Muchas veces, mientras daba golpes con el mazo, entonaba “Percal” con voz impostada de tenor o imitaba con mediana fortuna a Charlie Figueroa. Eso bastaba para que una idea revoleteara en su cabeza. Entonces suspendía los golpes, apagaba en su garganta la canción y se sentaba a escribir con esa caligrafía cursiva de notario republicano que le heredé. Como le heredé esa pasión inocultable por la lectura.

Hace pocos días murió mi padre, cuando estaba pisando los 98 años de edad. Veinte días antes lo había hecho Jairo. Ellos querían vivir más, pero no pudieron. Lo que sí pudo mi padre fue cargar, hasta el último momento, con sus versos y sus coplas y esas historias que repetía una y otra vez como si las narrara por primera vez.

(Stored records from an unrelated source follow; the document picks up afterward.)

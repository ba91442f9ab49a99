use std::sync::{Arc, Mutex};

use futures::future::{BoxFuture, FutureExt, Shared};
use thiserror::Error;
use tracing::{debug, error, info, warn};

use crate::models::token::RefreshRequest;
use crate::models::TokenPair;
use crate::navigation::Navigator;
use crate::store::TokenStore;

/// Why a refresh did not produce a new pair. Cloneable so every waiter on a
/// shared refresh can receive it.
#[derive(Debug, Clone, Error)]
#[error("{0}")]
pub(crate) struct RefreshFailure(String);

pub(crate) type RefreshOutcome = Result<TokenPair, RefreshFailure>;
type SharedRefresh = Shared<BoxFuture<'static, RefreshOutcome>>;

/// What a refresh run needs; cloned into the `'static` refresh future.
#[derive(Clone)]
struct RefreshContext {
    http: reqwest::Client,
    refresh_url: String,
    login_route: String,
    store: Arc<dyn TokenStore>,
    navigator: Arc<dyn Navigator>,
}

/// Exchanges the stored refresh token for a new pair, at most one exchange at a time.
///
/// Every caller that observes a 401 while an exchange is running awaits that
/// same exchange. On failure the store is cleared and the navigator redirected
/// once, however many callers were waiting.
pub(crate) struct TokenRefresher {
    ctx: RefreshContext,
    in_flight: Mutex<Option<SharedRefresh>>,
}

impl TokenRefresher {
    pub(crate) fn new(
        http: reqwest::Client,
        refresh_url: String,
        login_route: String,
        store: Arc<dyn TokenStore>,
        navigator: Arc<dyn Navigator>,
    ) -> Self {
        TokenRefresher {
            ctx: RefreshContext {
                http,
                refresh_url,
                login_route,
                store,
                navigator,
            },
            in_flight: Mutex::new(None),
        }
    }

    /// `rejected` is the access token the failed request carried, if any.
    pub(crate) async fn refresh(&self, rejected: Option<&str>) -> RefreshOutcome {
        let refresh = self.join_or_start(rejected);
        let outcome = refresh.clone().await;
        self.release(&refresh);
        outcome
    }

    fn join_or_start(&self, rejected: Option<&str>) -> SharedRefresh {
        let mut slot = self.in_flight.lock().expect("refresh slot mutex poisoned");
        if let Some(existing) = slot.as_ref() {
            // A finished refresh left behind by a cancelled caller must not be replayed.
            if existing.peek().is_none() {
                debug!(
                    event_name = "client.refresh.joined",
                    event_domain = "client",
                    "joining in-flight token refresh"
                );
                return existing.clone();
            }
        }

        let refresh = run_refresh(self.ctx.clone(), rejected.map(str::to_string))
            .boxed()
            .shared();
        *slot = Some(refresh.clone());
        refresh
    }

    fn release(&self, refresh: &SharedRefresh) {
        let mut slot = self.in_flight.lock().expect("refresh slot mutex poisoned");
        if slot
            .as_ref()
            .is_some_and(|current| current.ptr_eq(refresh))
        {
            *slot = None;
        }
    }
}

async fn run_refresh(ctx: RefreshContext, rejected: Option<String>) -> RefreshOutcome {
    // Runs inside the single flight: a refresh that settled before this one
    // started has already stored its pair, so a rotated token shows up here.
    match ctx.store.get().await {
        Ok(Some(current)) if rejected.as_deref() != Some(current.access_token.as_str()) => {
            debug!(
                event_name = "client.refresh.already_rotated",
                event_domain = "client",
                "access token was rotated meanwhile; reusing it"
            );
            return Ok(current);
        }
        Ok(_) => {}
        Err(e) => warn!("Could not read token store before refresh: {}", e),
    }

    match exchange(&ctx).await {
        Ok(pair) => {
            info!(
                event_name = "client.refresh.succeeded",
                event_domain = "client",
                "access token refreshed"
            );
            Ok(pair)
        }
        Err(failure) => {
            warn!(
                event_name = "client.refresh.failed",
                event_domain = "client",
                reason = %failure,
                "token refresh failed; ending session"
            );
            if let Err(e) = ctx.store.clear().await {
                error!("Failed to clear token store after refresh failure: {}", e);
            }
            ctx.navigator.redirect(&ctx.login_route);
            Err(failure)
        }
    }
}

async fn exchange(ctx: &RefreshContext) -> RefreshOutcome {
    let refresh_token = ctx
        .store
        .refresh_token()
        .await
        .map_err(|e| RefreshFailure(format!("Failed to read refresh token: {}", e)))?
        .ok_or_else(|| RefreshFailure("No refresh token stored".to_string()))?;

    debug!("Exchanging refresh token at '{}'", ctx.refresh_url);
    let response = ctx
        .http
        .post(&ctx.refresh_url)
        .json(&RefreshRequest {
            refresh_token: &refresh_token,
        })
        .send()
        .await
        .map_err(|e| RefreshFailure(format!("Failed to call refresh endpoint: {}", e)))?;

    let status = response.status();
    if !status.is_success() {
        return Err(RefreshFailure(format!(
            "Refresh endpoint answered {}",
            status
        )));
    }

    let pair = response
        .json::<TokenPair>()
        .await
        .map_err(|e| RefreshFailure(format!("Failed to parse refresh response: {}", e)))?;
    if !pair.is_complete() {
        return Err(RefreshFailure(
            "Refresh response is missing a token".to_string(),
        ));
    }

    ctx.store
        .set(&pair)
        .await
        .map_err(|e| RefreshFailure(format!("Failed to store refreshed tokens: {}", e)))?;
    Ok(pair)
}
pub mod log_throttle;
pub mod logger;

José Aníbal el día de su cumpleaños 97

Era eso, en últimas, lo que yo quería contarles: que mi padre se despidió de la existencia y de este mundo recitando sus poemas. Ahora que lo digo, creo no lo hubiera podido hacerlo de otra forma. No lo imagino muriendo como todo el mundo. Dizque al momento de ser ingresado a la UCI y a pocos pasos de llegar a su destino final, mi padre, el carpintero, en su fijación literaria le recitó a la enfermera que lo conducía en una camilla, un poema de su autoría. El que más le gustaba. Dicen que Goethe, en su último respiro, pidió ¡Luz, más luz! Mi padre, con esa voz extenuada que ya se negaba a salir con claridad, le pidió a la enfermera que le escuchara este poema:

 

El Beso.

Bajo un manto de hiedra, donde un fauno dormita, Arlequín, desdoblando su manto de color, cómo debe besarse a una mujer bonita, explicaba entre risas a un loco soñador. Avispa de oro que huye, rosa que palpita... Voy a decirles cuál beso es el mejor. Besar es una ciencia profunda y exquisita, lo dijo hace algún tiempo un sabio profesor. El beso más sutil, la caricia más loca, empieza en el cerebro, mas desflora en la boca, desciende al seno izquierdo y al corazón se va ¡Ingenuos! Dice el fauno, bajo los verdes ramos… de los miles de besos que a las mujeres damos el mejor, entre todos, es el que no se da.